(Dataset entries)
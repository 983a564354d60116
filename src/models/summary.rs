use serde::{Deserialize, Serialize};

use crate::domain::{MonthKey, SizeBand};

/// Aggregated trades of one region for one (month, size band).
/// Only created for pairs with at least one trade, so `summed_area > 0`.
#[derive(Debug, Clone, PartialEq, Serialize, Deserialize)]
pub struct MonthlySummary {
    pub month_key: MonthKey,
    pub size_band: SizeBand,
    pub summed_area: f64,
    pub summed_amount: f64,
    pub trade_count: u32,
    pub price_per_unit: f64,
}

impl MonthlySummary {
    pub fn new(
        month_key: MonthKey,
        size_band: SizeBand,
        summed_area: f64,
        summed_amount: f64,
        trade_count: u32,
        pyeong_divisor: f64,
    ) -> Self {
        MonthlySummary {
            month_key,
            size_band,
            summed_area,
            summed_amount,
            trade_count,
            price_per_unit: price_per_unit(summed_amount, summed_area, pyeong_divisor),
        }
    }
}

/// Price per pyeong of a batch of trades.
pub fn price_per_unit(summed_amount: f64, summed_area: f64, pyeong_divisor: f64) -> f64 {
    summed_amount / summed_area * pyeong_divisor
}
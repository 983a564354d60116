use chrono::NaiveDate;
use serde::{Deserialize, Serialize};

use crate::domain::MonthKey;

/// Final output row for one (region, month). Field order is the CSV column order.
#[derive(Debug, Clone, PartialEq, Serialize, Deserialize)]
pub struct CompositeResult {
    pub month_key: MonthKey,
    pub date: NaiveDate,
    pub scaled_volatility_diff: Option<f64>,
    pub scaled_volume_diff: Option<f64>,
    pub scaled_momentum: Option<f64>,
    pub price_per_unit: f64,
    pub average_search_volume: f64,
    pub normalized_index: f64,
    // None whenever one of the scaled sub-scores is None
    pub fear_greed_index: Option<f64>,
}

• **Problem details**
Your task is to write out, exactly, the line that holds "pub struct CompositeResult" and every line after it until the records end.

• **Result**
pub struct CompositeResult {
    pub month_key: MonthKey,
    pub date: NaiveDate,
    pub scaled_volatility_diff: Option<f64>,
    pub scaled_volume_diff: Option<f64>,
    pub scaled_momentum: Option<f64>,
    pub price_per_unit: f64,
    pub average_search_volume: f64,
    pub normalized_index: f64,
    // None whenever one of the scaled sub-scores is None
    pub fear_greed_index: Option<f64>,
}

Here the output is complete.